Each line of the entries that mentions the string "assert" needs to be reported.
-*-*-
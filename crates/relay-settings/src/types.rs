//! Settings type definitions.
//!
//! Field names are camelCase on disk. Every section is `#[serde(default)]`,
//! so a partial settings file only needs the keys it changes.

use relay_core::logging::LogFormat;
use serde::{Deserialize, Serialize};

use crate::errors::{Result, SettingsError};

/// Root settings type.
#[derive(Clone, Debug, Default, PartialEq, Serialize, Deserialize)]
#[serde(rename_all = "camelCase", default)]
pub struct RelaySettings {
    /// Listener and HTTP surface.
    pub server: ServerSettings,
    /// Broadcast engine tuning.
    pub hub: HubSettings,
    /// WebSocket liveness checks.
    pub heartbeat: HeartbeatSettings,
    /// Log output.
    pub logging: LoggingSettings,
}

/// Listener and HTTP surface.
#[derive(Clone, Debug, PartialEq, Serialize, Deserialize)]
#[serde(rename_all = "camelCase", default)]
pub struct ServerSettings {
    /// Interface to bind.
    pub host: String,
    /// Port to bind (`0` picks a free port).
    pub port: u16,
    /// Directory served at `/`; `None` disables static files.
    pub static_dir: Option<String>,
    /// Upgrades beyond this many live connections are refused.
    pub max_connections: usize,
    /// Largest inbound WebSocket message, in bytes.
    pub max_message_size: usize,
}

impl Default for ServerSettings {
    fn default() -> Self {
        Self {
            host: "0.0.0.0".into(),
            port: 8080,
            static_dir: Some("./static".into()),
            max_connections: 1024,
            max_message_size: 64 * 1024,
        }
    }
}

/// Broadcast engine tuning.
#[derive(Clone, Debug, PartialEq, Eq, Serialize, Deserialize)]
#[serde(rename_all = "camelCase", default)]
pub struct HubSettings {
    /// Per-recipient send deadline; a slower send evicts the recipient.
    pub send_timeout_ms: u64,
    /// Bounded outbound queue per WebSocket connection.
    pub outbound_queue_capacity: usize,
}

impl Default for HubSettings {
    fn default() -> Self {
        Self {
            send_timeout_ms: 5_000,
            outbound_queue_capacity: 256,
        }
    }
}

/// WebSocket liveness checks.
#[derive(Clone, Debug, PartialEq, Eq, Serialize, Deserialize)]
#[serde(rename_all = "camelCase", default)]
pub struct HeartbeatSettings {
    /// Seconds between pings.
    pub interval_secs: u64,
    /// Seconds of silence before the connection is dropped.
    pub timeout_secs: u64,
}

impl Default for HeartbeatSettings {
    fn default() -> Self {
        Self {
            interval_secs: 30,
            timeout_secs: 90,
        }
    }
}

/// Log output.
#[derive(Clone, Debug, PartialEq, Eq, Serialize, Deserialize)]
#[serde(rename_all = "camelCase", default)]
pub struct LoggingSettings {
    /// `tracing` filter directive used when `RUST_LOG` is unset.
    pub level: String,
    /// Line format on stderr.
    pub format: LogFormat,
}

impl Default for LoggingSettings {
    fn default() -> Self {
        Self {
            level: "info".into(),
            format: LogFormat::Compact,
        }
    }
}

impl RelaySettings {
    /// Reject values the server cannot run with.
    pub fn validate(&self) -> Result<()> {
        if self.server.max_connections == 0 {
            return Err(SettingsError::InvalidValue(
                "server.maxConnections must be > 0".into(),
            ));
        }
        if self.server.max_message_size == 0 {
            return Err(SettingsError::InvalidValue(
                "server.maxMessageSize must be > 0".into(),
            ));
        }
        if self.hub.send_timeout_ms == 0 {
            return Err(SettingsError::InvalidValue(
                "hub.sendTimeoutMs must be > 0".into(),
            ));
        }
        if self.hub.outbound_queue_capacity == 0 {
            return Err(SettingsError::InvalidValue(
                "hub.outboundQueueCapacity must be > 0".into(),
            ));
        }
        if self.heartbeat.interval_secs == 0 {
            return Err(SettingsError::InvalidValue(
                "heartbeat.intervalSecs must be > 0".into(),
            ));
        }
        if self.heartbeat.timeout_secs < self.heartbeat.interval_secs {
            return Err(SettingsError::InvalidValue(
                "heartbeat.timeoutSecs must be >= heartbeat.intervalSecs".into(),
            ));
        }
        Ok(())
    }
}
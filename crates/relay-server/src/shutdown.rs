//! Graceful shutdown coordination via `CancellationToken`.

use std::time::Duration;

use tokio::task::JoinHandle;
use tokio_util::sync::CancellationToken;
use tracing::{info, warn};

/// Default timeout for graceful shutdown before giving up on stragglers.
pub const DEFAULT_SHUTDOWN_TIMEOUT: Duration = Duration::from_secs(10);

/// Coordinates graceful shutdown across server tasks.
pub struct ShutdownCoordinator {
    token: CancellationToken,
}

impl ShutdownCoordinator {
    /// Create a new shutdown coordinator.
    pub fn new() -> Self {
        Self {
            token: CancellationToken::new(),
        }
    }

    /// A clone of the cancellation token.
    pub fn token(&self) -> CancellationToken {
        self.token.clone()
    }

    /// Initiate shutdown.
    pub fn shutdown(&self) {
        self.token.cancel();
    }

    /// Whether a shutdown has been initiated.
    pub fn is_shutting_down(&self) -> bool {
        self.token.is_cancelled()
    }

    /// Cancel the token, then wait up to `timeout` for `handles` to finish.
    ///
    /// Returns `false` if the timeout expired first.
    pub async fn graceful_shutdown(
        &self,
        handles: Vec<JoinHandle<()>>,
        timeout: Option<Duration>,
    ) -> bool {
        let timeout = timeout.unwrap_or(DEFAULT_SHUTDOWN_TIMEOUT);

        self.shutdown();
        info!(
            task_count = handles.len(),
            timeout_secs = timeout.as_secs(),
            "waiting for tasks to complete"
        );

        let drain = futures::future::join_all(handles);
        if tokio::time::timeout(timeout, drain).await.is_err() {
            warn!("shutdown timed out after {timeout:?}, some tasks may still be running");
            return false;
        }
        true
    }
}

impl Default for ShutdownCoordinator {
    fn default() -> Self {
        Self::new()
    }
}

#[cfg(test)]
mod tests {
    use super::*;

    #[test]
    fn initial_state_not_shutting_down() {
        let coord = ShutdownCoordinator::default();
        assert!(!coord.is_shutting_down());
    }

    #[test]
    fn shutdown_is_idempotent_and_propagates() {
        let coord = ShutdownCoordinator::new();
        let t1 = coord.token();
        let t2 = coord.token();
        coord.shutdown();
        coord.shutdown();
        assert!(coord.is_shutting_down());
        assert!(t1.is_cancelled());
        assert!(t2.is_cancelled());
    }

    #[tokio::test]
    async fn graceful_shutdown_awaits_all_tasks() {
        let coord = ShutdownCoordinator::new();
        let handles = (0..3)
            .map(|_| {
                let token = coord.token();
                tokio::spawn(async move { token.cancelled().await })
            })
            .collect();

        assert!(coord.graceful_shutdown(handles, None).await);
        assert!(coord.is_shutting_down());
    }

    #[tokio::test(start_paused = true)]
    async fn graceful_shutdown_times_out() {
        let coord = ShutdownCoordinator::new();

        // A task that ignores cancellation
        let handle = tokio::spawn(async {
            tokio::time::sleep(Duration::from_secs(300)).await;
        });

        let finished = coord
            .graceful_shutdown(vec![handle], Some(Duration::from_millis(100)))
            .await;
        assert!(!finished);
        assert!(coord.is_shutting_down());
    }
}
//! Per-connection session loop.

use std::sync::Arc;
use std::time::Instant;

use metrics::{counter, histogram};
use relay_core::{Connection, RecvError};
use tracing::{debug, info, instrument, warn};

use crate::hub::Hub;
use crate::metrics::{
    CONNECTION_DURATION_SECONDS, CONNECTIONS_TOTAL, DISCONNECTIONS_TOTAL, MESSAGES_RECEIVED_TOTAL,
};

/// How a session ended.
#[derive(Debug)]
pub struct SessionSummary {
    /// Messages received and broadcast.
    pub relayed: u64,
    /// The receive failure that ended the loop.
    pub ended_by: RecvError,
}

/// Drive one connection from registration to teardown.
///
/// Registers `conn`, then broadcasts every message it receives until receive
/// fails for any reason. Then unregisters it and, if it was still a member,
/// closes it. A connection arriving after [`Hub::close_all`] is closed right
/// away. Failures never propagate past this function.
#[instrument(skip_all, fields(conn_id = %conn.id()))]
pub async fn run_session(conn: Arc<dyn Connection>, hub: &Hub) -> SessionSummary {
    let id = conn.id();
    let started = Instant::now();

    if !hub.register(conn.clone()) {
        info!("hub closed, dropping client");
        conn.close().await;
        return SessionSummary {
            relayed: 0,
            ended_by: RecvError::Closed,
        };
    }
    counter!(CONNECTIONS_TOTAL).increment(1);
    info!("client connected");

    let mut relayed = 0u64;
    let ended_by = loop {
        match conn.receive().await {
            Ok(message) => {
                counter!(MESSAGES_RECEIVED_TOTAL).increment(1);
                let report = hub.broadcast(&message).await;
                relayed += 1;
                debug!(
                    user = %message.user,
                    delivered = report.delivered,
                    evicted = report.evicted,
                    "message relayed"
                );
            }
            Err(error) => break error,
        }
    };

    if ended_by.is_clean_close() {
        info!(relayed, "client disconnected");
    } else {
        warn!(relayed, error = %ended_by, "receive failed, dropping client");
    }

    // Eviction or shutdown may already have removed and closed it.
    if hub.unregister(id) {
        conn.close().await;
    }
    counter!(DISCONNECTIONS_TOTAL).increment(1);
    histogram!(CONNECTION_DURATION_SECONDS).record(started.elapsed().as_secs_f64());

    SessionSummary { relayed, ended_by }
}
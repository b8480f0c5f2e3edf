//! Server startup errors.
//!
//! Only startup can fail. Once listening, per-connection failures are
//! absorbed by the hub and the session loop.

use std::io;

use thiserror::Error;

/// Errors raised while bringing the server up.
#[derive(Debug, Error)]
pub enum ServerError {
    /// The listening socket could not be bound.
    #[error("failed to bind {addr}: {source}")]
    Bind {
        /// Address that was requested.
        addr: String,
        /// Underlying socket error.
        #[source]
        source: io::Error,
    },
    /// Other socket error.
    #[error("I/O error: {0}")]
    Io(#[from] io::Error),
    /// The global metrics recorder could not be installed.
    #[error("failed to install metrics recorder: {0}")]
    Metrics(#[from] metrics_exporter_prometheus::BuildError),
}
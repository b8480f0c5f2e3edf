//! # relay-server
//!
//! Connection hub and Axum `WebSocket` server for the relay.
//!
//! - [`hub::Hub`]: registry of live connections with best-effort fan-out
//! - [`session::run_session`]: per-connection receive → broadcast loop
//! - [`websocket`]: `Connection` adapter over Axum sockets, writer task, heartbeat
//! - [`server::RelayServer`]: `/ws`, `/health`, `/metrics`, static files
//! - Graceful shutdown via `CancellationToken`

#![deny(unsafe_code)]

pub mod config;
pub mod errors;
pub mod health;
pub mod hub;
pub mod metrics;
pub mod server;
pub mod session;
pub mod shutdown;
pub mod websocket;

pub use config::ServerConfig;
pub use errors::ServerError;
pub use hub::{BroadcastReport, Hub};
pub use server::RelayServer;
-*-*-
- _Answer section_:
        assert!(!coord.is_shutting_down());
        assert!(coord.is_shutting_down());
        assert!(t1.is_cancelled());
        assert!(t2.is_cancelled());
        assert!(coord.graceful_shutdown(handles, None).await);
        assert!(coord.is_shutting_down());
        assert!(!finished);
        assert!(coord.is_shutting_down());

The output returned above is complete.